Output nothing but the lines from the first line of the entries to the line with "are a read-modify-write", inclusive, exactly as they read.

(Stored items from a collection)
━━━━━━━━━━━━━━━━━━━━━━━━━━━━━━

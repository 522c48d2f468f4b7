//! Batched, order-preserving media group store.
//!
//! `upsert_batch` touches each group key at most once for reading and once
//! for writing, however many fragments of that group arrive in the batch.
//!
//! Two concurrent batches hitting the same group are a read-modify-write
//! race: the later write wins and can drop fragments the other batch added.
//! Callers that need stronger guarantees must serialize per group key or use
//! a backend that does.

use std::sync::Arc;

use {
    futures::future::try_join_all,
    tracing::{debug, trace},
};

use crate::{
    Result,
    backend::GroupBackend,
    fragment::{Fragment, FragmentId},
};

/// Accumulates fragments into groups on top of a [`GroupBackend`].
#[derive(Clone)]
pub struct FragmentStore {
    backend: Arc<dyn GroupBackend>,
    key_prefix: String,
}

impl FragmentStore {
    pub fn new(backend: Arc<dyn GroupBackend>) -> Self {
        Self {
            backend,
            key_prefix: String::new(),
        }
    }

    /// Prefix every backend key, so several stores can share one backend.
    #[must_use]
    pub fn with_key_prefix(mut self, prefix: impl Into<String>) -> Self {
        self.key_prefix = prefix.into();
        self
    }

    fn backend_key(&self, group_key: &str) -> String {
        format!("{}{group_key}", self.key_prefix)
    }

    /// Store a batch of fragments.
    ///
    /// Fragments without a group key are dropped. Within a group a fragment
    /// already present (same message id and chat) is replaced at its
    /// position; new ones are appended in arrival order.
    pub async fn upsert_batch(&self, fragments: &[Fragment]) -> Result<()> {
        let batches = partition_by_group(fragments);
        if batches.is_empty() {
            trace!(count = fragments.len(), "no grouped fragments in batch");
            return Ok(());
        }

        try_join_all(
            batches
                .into_iter()
                .map(|(group_key, incoming)| self.merge_group(group_key, incoming)),
        )
        .await?;
        Ok(())
    }

    async fn merge_group(&self, group_key: &str, incoming: Vec<&Fragment>) -> Result<()> {
        let key = self.backend_key(group_key);
        let mut group = self.backend.read(&key).await?.unwrap_or_default();
        let before = group.len();

        for fragment in incoming {
            merge_fragment(&mut group, fragment);
        }

        debug!(
            group_key,
            added = group.len() - before,
            total = group.len(),
            "storing media group"
        );
        self.backend.write(&key, &group).await
    }

    /// Fetch a stored group. `None` means nothing was ever stored under the
    /// key (or it was deleted), never an empty group.
    pub async fn get(&self, group_key: &str) -> Result<Option<Vec<Fragment>>> {
        self.backend.read(&self.backend_key(group_key)).await
    }

    /// Remove a group. Removing an unknown group is a no-op.
    pub async fn delete(&self, group_key: &str) -> Result<()> {
        debug!(group_key, "deleting media group");
        self.backend.delete(&self.backend_key(group_key)).await
    }
}

/// Split fragments by group key, keeping arrival order inside each group.
fn partition_by_group(fragments: &[Fragment]) -> Vec<(&str, Vec<&Fragment>)> {
    let mut batches: Vec<(&str, Vec<&Fragment>)> = Vec::new();
    for fragment in fragments {
        let Some(group_key) = fragment.group_key() else {
            continue;
        };
        match batches.iter_mut().find(|(key, _)| *key == group_key) {
            Some((_, members)) => members.push(fragment),
            None => batches.push((group_key, vec![fragment])),
        }
    }
    batches
}

fn merge_fragment(group: &mut Vec<Fragment>, fragment: &Fragment) {
    let id: FragmentId = fragment.id();
    match group.iter_mut().find(|existing| existing.id() == id) {
        Some(slot) => *slot = fragment.clone(),
        None => group.push(fragment.clone()),
    }
}

#[allow(clippy::unwrap_used, clippy::expect_used)]
#[cfg(test)]
mod tests {
    use std::sync::{
        Mutex,
        atomic::{AtomicUsize, Ordering},
    };

    use async_trait::async_trait;

    use {
        super::*,
        crate::{Error, memory::MemoryBackend},
    };

    fn grouped(message_id: i32, chat_id: i64, group: &str) -> Fragment {
        let mut fragment = Fragment::new(message_id, chat_id);
        fragment.media_group_id = Some(group.to_string());
        fragment
    }

    fn captioned(message_id: i32, chat_id: i64, group: &str, caption: &str) -> Fragment {
        let mut fragment = grouped(message_id, chat_id, group);
        fragment.caption = Some(caption.to_string());
        fragment
    }

    fn memory_store() -> FragmentStore {
        FragmentStore::new(Arc::new(MemoryBackend::new()))
    }

    /// Memory backend that counts calls per operation.
    #[derive(Default)]
    struct CountingBackend {
        inner: MemoryBackend,
        reads: AtomicUsize,
        writes: AtomicUsize,
        deletes: AtomicUsize,
        keys: Mutex<Vec<String>>,
    }

    #[async_trait]
    impl GroupBackend for CountingBackend {
        async fn read(&self, key: &str) -> Result<Option<Vec<Fragment>>> {
            self.reads.fetch_add(1, Ordering::SeqCst);
            self.keys.lock().unwrap().push(key.to_string());
            self.inner.read(key).await
        }

        async fn write(&self, key: &str, fragments: &[Fragment]) -> Result<()> {
            self.writes.fetch_add(1, Ordering::SeqCst);
            self.inner.write(key, fragments).await
        }

        async fn delete(&self, key: &str) -> Result<()> {
            self.deletes.fetch_add(1, Ordering::SeqCst);
            self.inner.delete(key).await
        }
    }

    struct FailingReads {
        writes: AtomicUsize,
    }

    #[async_trait]
    impl GroupBackend for FailingReads {
        async fn read(&self, _key: &str) -> Result<Option<Vec<Fragment>>> {
            Err(Error::backend("read", std::io::Error::other("connection reset")))
        }

        async fn write(&self, _key: &str, _fragments: &[Fragment]) -> Result<()> {
            self.writes.fetch_add(1, Ordering::SeqCst);
            Ok(())
        }

        async fn delete(&self, _key: &str) -> Result<()> {
            Ok(())
        }
    }

    #[tokio::test]
    async fn groupless_fragments_are_never_stored() {
        let backend = Arc::new(CountingBackend::default());
        let store = FragmentStore::new(backend.clone());

        store
            .upsert_batch(&[Fragment::new(1, 10), Fragment::new(2, 10)])
            .await
            .unwrap();

        assert_eq!(backend.reads.load(Ordering::SeqCst), 0);
        assert_eq!(backend.writes.load(Ordering::SeqCst), 0);
        assert!(backend.inner.is_empty());
    }

    #[tokio::test]
    async fn empty_batch_is_noop() {
        let backend = Arc::new(CountingBackend::default());
        let store = FragmentStore::new(backend.clone());

        store.upsert_batch(&[]).await.unwrap();
        assert_eq!(backend.reads.load(Ordering::SeqCst), 0);
        assert_eq!(backend.writes.load(Ordering::SeqCst), 0);
    }

    #[tokio::test]
    async fn one_read_and_write_per_group() {
        let backend = Arc::new(CountingBackend::default());
        let store = FragmentStore::new(backend.clone());

        store
            .upsert_batch(&[
                grouped(1, 10, "g1"),
                grouped(2, 10, "g1"),
                grouped(3, 10, "g2"),
                grouped(4, 10, "g1"),
                Fragment::new(5, 10),
            ])
            .await
            .unwrap();

        assert_eq!(backend.reads.load(Ordering::SeqCst), 2);
        assert_eq!(backend.writes.load(Ordering::SeqCst), 2);
    }

    #[tokio::test]
    async fn batch_splits_by_group() {
        let store = memory_store();
        let a = grouped(1, 10, "g1");
        let b = grouped(2, 10, "g1");
        let c = grouped(3, 10, "g2");

        store
            .upsert_batch(&[a.clone(), b.clone(), c.clone()])
            .await
            .unwrap();

        assert_eq!(store.get("g1").await.unwrap(), Some(vec![a, b]));
        assert_eq!(store.get("g2").await.unwrap(), Some(vec![c]));
    }

    #[tokio::test]
    async fn repeating_a_batch_is_idempotent() {
        let store = memory_store();
        let batch = vec![grouped(1, 10, "g"), grouped(2, 10, "g")];

        store.upsert_batch(&batch).await.unwrap();
        let first = store.get("g").await.unwrap().unwrap();
        store.upsert_batch(&batch).await.unwrap();
        let second = store.get("g").await.unwrap().unwrap();

        assert_eq!(first.len(), 2);
        assert_eq!(first, second);
    }

    #[tokio::test]
    async fn edit_keeps_position() {
        let store = memory_store();
        store
            .upsert_batch(&[captioned(1, 10, "g", "a"), captioned(2, 10, "g", "b")])
            .await
            .unwrap();

        let edited = captioned(1, 10, "g", "a edited");
        store.upsert_batch(&[edited.clone()]).await.unwrap();

        let group = store.get("g").await.unwrap().unwrap();
        assert_eq!(group, vec![edited, captioned(2, 10, "g", "b")]);
    }

    #[tokio::test]
    async fn same_message_id_in_different_chats_is_distinct() {
        let store = memory_store();
        store.upsert_batch(&[grouped(1, 100, "g")]).await.unwrap();
        store.upsert_batch(&[grouped(1, 200, "g")]).await.unwrap();

        let group = store.get("g").await.unwrap().unwrap();
        assert_eq!(group.len(), 2);
        assert_eq!(group[0].chat.id, 100);
        assert_eq!(group[1].chat.id, 200);
    }

    #[tokio::test]
    async fn later_duplicate_in_batch_wins() {
        let store = memory_store();
        store
            .upsert_batch(&[
                captioned(1, 10, "g", "first"),
                captioned(2, 10, "g", "other"),
                captioned(1, 10, "g", "second"),
            ])
            .await
            .unwrap();

        let group = store.get("g").await.unwrap().unwrap();
        assert_eq!(group.len(), 2);
        assert_eq!(group[0].caption.as_deref(), Some("second"));
        assert_eq!(group[1].caption.as_deref(), Some("other"));
    }

    #[tokio::test]
    async fn get_missing_is_none() {
        let store = memory_store();
        assert!(store.get("missing").await.unwrap().is_none());
    }

    #[tokio::test]
    async fn delete_removes_group_and_tolerates_missing() {
        let store = memory_store();
        store.upsert_batch(&[grouped(1, 10, "g")]).await.unwrap();

        store.delete("g").await.unwrap();
        assert!(store.get("g").await.unwrap().is_none());
        store.delete("g").await.unwrap();
    }

    #[tokio::test]
    async fn read_failure_propagates_without_write() {
        let backend = Arc::new(FailingReads {
            writes: AtomicUsize::new(0),
        });
        let store = FragmentStore::new(backend.clone());

        let err = store
            .upsert_batch(&[grouped(1, 10, "g")])
            .await
            .unwrap_err();

        assert!(matches!(err, Error::Backend { .. }));
        assert_eq!(backend.writes.load(Ordering::SeqCst), 0);
    }

    #[tokio::test]
    async fn key_prefix_applies_to_backend_keys() {
        let backend = Arc::new(CountingBackend::default());
        let store = FragmentStore::new(backend.clone()).with_key_prefix("bot1:");

        store.upsert_batch(&[grouped(1, 10, "g")]).await.unwrap();

        assert_eq!(*backend.keys.lock().unwrap(), vec!["bot1:g".to_string()]);
        assert!(backend.inner.read("g").await.unwrap().is_none());
        assert_eq!(store.get("g").await.unwrap().unwrap().len(), 1);

        store.delete("g").await.unwrap();
        assert_eq!(backend.deletes.load(Ordering::SeqCst), 1);
        assert!(backend.inner.is_empty());
    }
}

━━━━━━━━━━━━━━━━━━━━━━━━━━━━━━

> **ANSWER TO THE PROBLEM**:
repository 522c48d2f468f4b7
//! Batched, order-preserving media group store.
//!
//! `upsert_batch` touches each group key at most once for reading and once
//! for writing, however many fragments of that group arrive in the batch.
//!
//! Two concurrent batches hitting the same group are a read-modify-write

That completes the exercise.